Any new progress for this issue?

There is a PR #1496 working on it but needs help.

wc7086 · 2023-05-14T11:05:52Z

Replacing elasticlunr.js with https://github.com/ajitid/fzf-for-js may allow this issue to be resolved.

silence-coding · 2023-05-22T01:52:10Z

Looking forward to new progress on this MR

switefaster · 2023-07-05T07:16:54Z

@ehuss Would you please tell me if this feature would be accepted? I don't think I'm able to find out any more issues by prototyping.

In case you're too busy to read the whole comment, I will highlight some key issues for you. All modifications are feature-gated.
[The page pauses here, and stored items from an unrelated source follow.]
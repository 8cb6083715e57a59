use quill_core::{mask, Env, Error, Value};

use crate::register_fn;

/// Truncation toward zero, shared by quotient/remainder/modulo.
fn trunc_toward_zero(x: f64) -> f64 {
    x.trunc()
}

fn integer_of(name: &str, arg: &Value) -> Result<i64, Error> {
    arg.as_integer()
        .ok_or_else(|| Error::lisp(format!("{name}: expected integer, got {arg}")))
}

fn gcd_i64(a: i64, b: i64) -> i64 {
    let (mut a, mut b) = (a.abs(), b.abs());
    while b != 0 {
        let t = b;
        b = a % b;
        a = t;
    }
    a
}

pub fn register(env: &Env) {
    register_fn(env, "+", 0, None, &[mask::NUMBER, mask::SAME_AS_REST], |args, _| {
        let mut sum = 0.0;
        for arg in args {
            match arg {
                Value::Number(n) => sum += n,
                _ => return Err(Error::lisp("Cannot add a non-numeric value.")),
            }
        }
        Ok(Value::Number(sum))
    });

    register_fn(env, "-", 1, Some(2), &[mask::NUMBER, mask::NUMBER], |args, _| {
        match args {
            [Value::Number(x)] => Ok(Value::Number(-x)),
            [Value::Number(x), Value::Number(y)] => Ok(Value::Number(x - y)),
            _ => Err(Error::lisp("Cannot subtract a non-numeric value.")),
        }
    });

    register_fn(env, "*", 0, None, &[mask::NUMBER, mask::SAME_AS_REST], |args, _| {
        let mut product = 1.0;
        for arg in args {
            match arg {
                Value::Number(n) => product *= n,
                _ => return Err(Error::lisp("Cannot multiply a non-numeric value.")),
            }
        }
        Ok(Value::Number(product))
    });

    register_fn(env, "/", 1, Some(2), &[mask::NUMBER, mask::NUMBER], |args, _| {
        let (x, y) = match args {
            [Value::Number(y)] => (1.0, *y),
            [Value::Number(x), Value::Number(y)] => (*x, *y),
            _ => return Err(Error::lisp("Cannot divide a non-numeric value.")),
        };
        if y == 0.0 {
            return Err(Error::lisp("Divided by 0"));
        }
        Ok(Value::Number(x / y))
    });

    register_fn(env, "abs", 1, Some(1), &[mask::NUMBER], |args, _| {
        match &args[0] {
            Value::Number(n) => Ok(Value::Number(n.abs())),
            _ => Err(Error::lisp("abs: expected number")),
        }
    });

    register_fn(env, "expt", 2, Some(2), &[mask::NUMBER, mask::NUMBER], |args, _| {
        let (x, y) = match (&args[0], &args[1]) {
            (Value::Number(x), Value::Number(y)) => (*x, *y),
            _ => return Err(Error::lisp("expt: expected numbers")),
        };
        if x == 0.0 && y == 0.0 {
            return Err(Error::lisp("Not a number"));
        }
        if x == 0.0 && y < 0.0 {
            return Err(Error::lisp("Divided by 0"));
        }
        // A negative base with a non-integer exponent lands off the real
        // line.
        if x < 0.0 && y.trunc() != y {
            return Err(Error::lisp("Not a number"));
        }
        Ok(Value::Number(x.powf(y)))
    });

    register_fn(env, "quotient", 2, Some(2), &[mask::NUMBER, mask::NUMBER], |args, _| {
        let (x, y) = match (&args[0], &args[1]) {
            (Value::Number(x), Value::Number(y)) => (*x, *y),
            _ => return Err(Error::lisp("quotient: expected numbers")),
        };
        if y == 0.0 {
            return Err(Error::lisp("Divided by 0"));
        }
        Ok(Value::Number(trunc_toward_zero(x / y)))
    });

    register_fn(env, "remainder", 2, Some(2), &[mask::NUMBER, mask::NUMBER], |args, _| {
        let (x, y) = match (&args[0], &args[1]) {
            (Value::Number(x), Value::Number(y)) => (*x, *y),
            _ => return Err(Error::lisp("remainder: expected numbers")),
        };
        if y == 0.0 {
            return Err(Error::lisp("Divided by 0"));
        }
        Ok(Value::Number(x - y * trunc_toward_zero(x / y)))
    });

    register_fn(env, "modulo", 2, Some(2), &[mask::NUMBER, mask::NUMBER], |args, _| {
        let (x, y) = match (&args[0], &args[1]) {
            (Value::Number(x), Value::Number(y)) => (*x, *y),
            _ => return Err(Error::lisp("modulo: expected numbers")),
        };
        if y == 0.0 {
            return Err(Error::lisp("Divided by 0"));
        }
        // Result takes the divisor's sign.
        let mut result = x - trunc_toward_zero(x / y) * y;
        if result < 0.0 && y > 0.0 {
            result += y;
        }
        if result > 0.0 && y < 0.0 {
            result -= y;
        }
        Ok(Value::Number(result))
    });

    register_fn(env, "gcd", 0, None, &[mask::NUMBER, mask::SAME_AS_REST], |args, _| {
        let mut acc = 0i64;
        for arg in args {
            acc = gcd_i64(acc, integer_of("gcd", arg)?);
        }
        Ok(Value::Number(acc as f64))
    });

    register_fn(env, "lcm", 0, None, &[mask::NUMBER, mask::SAME_AS_REST], |args, _| {
        let mut acc = 1i64;
        for arg in args {
            let n = integer_of("lcm", arg)?;
            if n == 0 {
                acc = 0;
                continue;
            }
            if acc == 0 {
                continue;
            }
            acc = (acc / gcd_i64(acc, n) * n).abs();
        }
        Ok(Value::Number(acc as f64))
    });
}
I intend to import lunr-languages's Chinese extension and a WebAssembly as a segmenter, which leads to:
- extra static file dependencies, not only to several .js but also to a .wasm
- usage of ES6 Module and async
I have a custom Language trait implementation created, which is sort of irrelevant to mdBook itself
I want to grant users the ability to include a custom dictionary. My plan is to add a subsection to book.toml such as [output.html.zh] and add a field additional-dict just like additional-js. I don't know if you will be comfortable with this.
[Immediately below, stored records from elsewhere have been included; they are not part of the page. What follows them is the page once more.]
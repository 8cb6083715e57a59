use quill_core::{mask, Env, Value};

use crate::register_fn;

fn register_mask_predicate(env: &Env, name: &'static str, bits: u32) {
    register_fn(env, name, 1, Some(1), &[], move |args, _| {
        Ok(Value::Bool(args[0].type_mask() & bits != 0))
    });
}

pub fn register(env: &Env) {
    register_mask_predicate(env, "boolean?", mask::BOOL);
    register_mask_predicate(env, "number?", mask::NUMBER);
    register_mask_predicate(env, "char?", mask::CHAR);
    register_mask_predicate(env, "string?", mask::STRING);
    register_mask_predicate(env, "symbol?", mask::SYMBOL);
    register_mask_predicate(env, "null?", mask::NIL);
    register_mask_predicate(env, "pair?", mask::PAIR);
    register_mask_predicate(env, "vector?", mask::VECTOR);
    register_mask_predicate(env, "procedure?", mask::CALLABLE);
    register_mask_predicate(env, "atom?", mask::ATOM);

    // A proper list: nil, or a pair whose cdr is a list.
    register_fn(env, "list?", 1, Some(1), &[], |args, _| {
        Ok(Value::Bool(args[0].is_list()))
    });

    // Integer-ness is a predicate on the float.
    register_fn(env, "integer?", 1, Some(1), &[], |args, _| {
        Ok(Value::Bool(args[0].as_integer().is_some()))
    });
}

#[cfg(test)]
mod tests {
    use quill_core::{Env, Value};

    use crate::register_stdlib;

    fn check(name: &str, arg: Value) -> bool {
        let env = Env::new();
        register_stdlib(&env);
        match &env.lookup_str(name).unwrap() {
            Value::Builtin(p) => (p.func)(&[arg], &env).unwrap() == Value::Bool(true),
            _ => panic!("{name} is not a builtin"),
        }
    }

    #[test]
    fn test_tag_predicates() {
        assert!(check("boolean?", Value::Bool(true)));
        assert!(check("number?", Value::Number(1.0)));
        assert!(check("char?", Value::Char('a')));
        assert!(check("string?", Value::string("s")));
        assert!(check("symbol?", Value::symbol("s")));
        assert!(check("null?", Value::Nil));
        assert!(check("pair?", Value::cons(Value::Nil, Value::Nil)));
        assert!(check("vector?", Value::vector(vec![])));
        assert!(!check("pair?", Value::Nil));
        assert!(!check("number?", Value::string("1")));
    }

    #[test]
    fn test_atom_covers_small_types() {
        for v in [
            Value::Bool(true),
            Value::Number(1.0),
            Value::string("s"),
            Value::symbol("s"),
            Value::Nil,
            Value::Char('c'),
        ] {
            assert!(check("atom?", v));
        }
        assert!(!check("atom?", Value::cons(Value::Nil, Value::Nil)));
        assert!(!check("atom?", Value::vector(vec![])));
    }

    #[test]
    fn test_list_predicate() {
        assert!(check("list?", Value::Nil));
        assert!(check(
            "list?",
            Value::list_from_vec(vec![Value::Number(1.0)])
        ));
        assert!(!check(
            "list?",
            Value::cons(Value::Number(1.0), Value::Number(2.0))
        ));
    }

    #[test]
    fn test_integer_predicate() {
        assert!(check("integer?", Value::Number(3.0)));
        assert!(!check("integer?", Value::Number(3.5)));
        assert!(!check("integer?", Value::string("3")));
    }
}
All mentioned modifications except the custom dictionary are available to check in my fork. I would appreciate it a lot if you could tell me about your attitudes toward this feature and/or the issues I listed.

Importing lunr.zh.js(with slight modification to make it compatible with elasticlunr) and relevant extensions never works as mdBook is using a pre-generated search index from elasticlunr-rs when building the book. The correct way to solve this is PR #1496. However, the original PR is not using a preferable solution besides some flaws pointed out by the core maintainers, for example, it is not using an appropriate segmenter. And also, the PR is seemingly not updating anymore. I've figured out a possibly more elegant solution, namely to use either Intl.Segmenter or jieba-wasm as a Chinese segmenter. I'd love to work on this issue, but as per the Contribution Guide, I'm not sure if this issue is grabbing any attention from the maintainers, and I won't bother making a pull request if they do not.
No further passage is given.